There is, however, a critical carve-out that directly affects your advisory work: where both parties to a credit agreement are juristic persons (companies, close corporations, trusts) and the principal debt exceeds the prescribed threshold, the consumer protection provisions of the NCA fall away entirely. Business-to-business credit above that threshold sits outside the Act's protective reach.

This distinction matters enormously. When your sole proprietor client or small close corporation is borrowing from a bank or a credit provider, the full weight of the NCA applies, including the default procedures that must be followed before enforcement is lawful. When your larger incorporated clients borrow commercially above the threshold, the NCA's protections do not apply in the same way, and the engagement terms of the facility agreement govern instead.

Knowing which regime applies to your client's situation is the first thing you need to establish before you give any advice about their debt position.

The s129 Notice: A Procedural Landmine

When an NCA-regulated consumer is in default, a credit provider cannot simply proceed to enforcement. Section 129 of the NCA requires the credit provider to first send a written notice to the consumer, informing them of the default and proposing that they seek debt counselling, mediation, or another alternative resolution. Enforcement (litigation, repossession, judgment) may only follow after proper compliance with that notice requirement.

The Constitutional Court confirmed that reasonable measures must be taken to bring the s129 notice to the attention of the consumer (and not merely dispatch same) before enforcement proceedings may commence. A notice sent but not received does not satisfy the section. This is not a technicality. It has collapsed enforcement proceedings and given over-indebted consumers meaningful breathing room.

Why does this matter to you as an accountant? Because when your client tells you the bank is threatening legal action, the first question is whether they have received a valid s129 notice. If they have not, any enforcement that follows may be procedurally defective. That is not your advice to give, that is legal advice, and it belongs with an attorney. But recognising the flag is entirely within your scope. You identify it; you refer it.

Debt Review: Where the Line Is

Debt review is a formal statutory process under Chapter 4 of the NCA. Only a registered debt counsellor (registered with the National Credit Regulator) may conduct a debt review. The process involves a formal assessment of over-indebtedness, restructuring proposals to credit providers, and ultimately a consent order or court order restructuring payment obligations.

You cannot do this. Not because you lack the skill, but because the NCA makes it a regulated activity reserved for registered debt counsellors. Stepping into this space (even informally, even helpfully, even for free) creates exposure.
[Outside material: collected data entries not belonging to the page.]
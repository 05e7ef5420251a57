pub mod event;
pub mod health;
pub mod user;

use axum::{Router, routing::get};

use crate::{
    AppState,
    backend::EventBackend,
    middleware::{log_errors, session_middleware},
};

/// 组装全部路由；只有依赖会话的接口经过会话解析
pub fn app_router<B: EventBackend + 'static>(state: AppState<B>) -> Router {
    let with_session = Router::new()
        .route("/events/feed", get(event::feed::<B>))
        .route("/events/map", get(event::map::<B>))
        .route("/users/profile", get(user::profile))
        .route_layer(axum::middleware::from_fn_with_state(
            state.clone(),
            session_middleware::<B>,
        ));

    let api = Router::new()
        .route("/ping", get(health::ping))
        .route("/events/options", get(event::options::<B>))
        .merge(with_session);

    let base = state.config.api_base_uri.trim_end_matches('/');
    let router = if base.is_empty() {
        Router::new().merge(api)
    } else {
        Router::new().nest(base, api)
    };

    router
        .layer(axum::middleware::from_fn(log_errors))
        .with_state(state)
}
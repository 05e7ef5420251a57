// 可见性合并：本校活动 ∪ 公开活动

use chrono::{DateTime, Utc};
use futures_util::future::join;

use crate::backend::{EventBackend, EventQuery, Scope};
use crate::error::FeedError;
use crate::models::Event;

#[derive(Debug, Clone, Copy, PartialEq, Eq)]
pub enum Partition {
    Organization,
    Public,
}

#[derive(Debug, Clone, Default)]
pub struct MergeOutcome {
    pub events: Vec<Event>,
    /// 查询失败、被降级为空的分区
    pub failed: Vec<Partition>,
    /// 实际发出查询的分区数
    pub queried: usize,
}

impl MergeOutcome {
    /// 所有分区都失败时才对外报错
    pub fn error(&self) -> Option<FeedError> {
        (self.queried > 0 && self.failed.len() == self.queried).then_some(FeedError::Unavailable)
    }

    pub fn is_degraded(&self) -> bool {
        !self.failed.is_empty()
    }
}

/// 查询调用方组织的活动和公开活动并合并
///
/// 两个分区的开始时间下限相同。组织为空时只查公开分区。
/// 组织字段不可能既等于调用方组织又为空，所以结果天然不重复。
pub async fn merge_visible<B: EventBackend>(
    backend: &B,
    access_token: Option<&str>,
    organization: Option<&str>,
    starts_after: DateTime<Utc>,
) -> MergeOutcome {
    let public_query = EventQuery::new(Scope::Public, starts_after);
    let mut outcome = MergeOutcome::default();

    let (scoped, public) = match organization.filter(|o| !o.is_empty()) {
        Some(org) => {
            let scoped_query = EventQuery::new(Scope::Organization(org.to_string()), starts_after);
            outcome.queried = 2;
            let (scoped, public) = join(
                backend.query_events(access_token, &scoped_query),
                backend.query_events(access_token, &public_query),
            )
            .await;
            (Some((scoped, scoped_query)), public)
        }
        None => {
            outcome.queried = 1;
            (None, backend.query_events(access_token, &public_query).await)
        }
    };

    if let Some((result, query)) = scoped {
        match result {
            Ok(events) => outcome
                .events
                .extend(events.into_iter().filter(|e| query.matches(e))),
            Err(e) => {
                tracing::warn!("Organization partition failed, serving public events only: {}", e);
                outcome.failed.push(Partition::Organization);
            }
        }
    }

    match public {
        Ok(events) => outcome
            .events
            .extend(events.into_iter().filter(|e| public_query.matches(e))),
        Err(e) => {
            tracing::warn!("Public partition failed: {}", e);
            outcome.failed.push(Partition::Public);
        }
    }

    tracing::debug!(
        "Merged {} visible events ({} of {} partitions failed)",
        outcome.events.len(),
        outcome.failed.len(),
        outcome.queried
    );
    outcome
}

#[cfg(test)]
mod tests {
    use super::*;
    use crate::backend::InMemoryBackend;
    use crate::models::{EventCategory, Position};
    use chrono::TimeDelta;
    use std::collections::HashSet;

    fn backend() -> InMemoryBackend {
        let now = Utc::now();
        InMemoryBackend::new().with_events([
            InMemoryBackend::event("mit", EventCategory::Food, now + TimeDelta::days(1), now, Position::Unlocated, Some("MIT")),
            InMemoryBackend::event("open", EventCategory::Sports, now + TimeDelta::days(2), now, Position::Unlocated, None),
            InMemoryBackend::event("harvard", EventCategory::Food, now + TimeDelta::days(3), now, Position::Unlocated, Some("Harvard")),
        ])
    }

    #[tokio::test]
    async fn union_is_disjoint_and_scoped() {
        let outcome = merge_visible(&backend(), None, Some("MIT"), Utc::now()).await;

        assert_eq!(outcome.events.len(), 2);
        assert!(outcome.events.iter().all(|e| e.organization.is_none()
            || e.organization.as_deref() == Some("MIT")));
        let ids: HashSet<_> = outcome.events.iter().map(|e| e.id.clone()).collect();
        assert_eq!(ids.len(), outcome.events.len());
        assert!(outcome.error().is_none());
    }

    #[tokio::test]
    async fn missing_organization_queries_public_only() {
        let outcome = merge_visible(&backend(), None, None, Utc::now()).await;
        assert_eq!(outcome.queried, 1);
        assert_eq!(outcome.events.len(), 1);
        assert_eq!(outcome.events[0].title, "open");
    }

    #[tokio::test]
    async fn organization_failure_degrades_to_public() {
        let outcome = merge_visible(&backend().failing_scoped(), None, Some("MIT"), Utc::now()).await;
        assert_eq!(outcome.events.len(), 1);
        assert_eq!(outcome.failed, vec![Partition::Organization]);
        assert!(outcome.is_degraded());
        assert!(outcome.error().is_none());
    }

    #[tokio::test]
    async fn all_partitions_failing_surfaces_error() {
        let failing = backend().failing_scoped().failing_public();
        let outcome = merge_visible(&failing, None, Some("MIT"), Utc::now()).await;
        assert!(outcome.events.is_empty());
        assert_eq!(outcome.error(), Some(FeedError::Unavailable));

        let outcome = merge_visible(&backend().failing_public(), None, None, Utc::now()).await;
        assert_eq!(outcome.error(), Some(FeedError::Unavailable));
    }

    #[tokio::test]
    async fn past_events_are_excluded_from_both_partitions() {
        let outcome = merge_visible(
            &backend(),
            None,
            Some("MIT"),
            Utc::now() + TimeDelta::days(10),
        )
        .await;
        assert!(outcome.events.is_empty());
    }
}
If you negotiate directly with credit providers on your client's behalf, characterise their position as over-indebted, or structure a repayment proposal framed within the NCA regime, you are operating outside your authorised scope. As AW's earlier analysis on professional boundaries and designation scope makes plain, the boundary is not there to limit you, it is there to protect both you and your client.

What you can do is significant: analyse the financial position, quantify the debt burden relative to cash flow, model restructuring scenarios, prepare management accounts that a debt counsellor or attorney will need, and sit alongside your client through the process as their financial advisor. That is real, billable, high-value advisory work. It is also where you protect yourself from claims that you crossed a line.

The Scope Trap: When Helpful Becomes Harmful

The most common risk for accountants in the debt advisory space is not deliberate overreach, it is well-intentioned helpfulness that drifts across a jurisdictional line.

Consider this scenario: your client is in default. You spend three hours on the phone with the credit provider, explaining the financial position and negotiating a payment arrangement. You send follow-up emails. You draft a repayment schedule. The client is grateful. Six months later the arrangement collapses, the credit provider initiates proceedings, and the client (now with an attorney) claims you misrepresented the sustainability of the arrangement and induced them to forgo formal debt counselling.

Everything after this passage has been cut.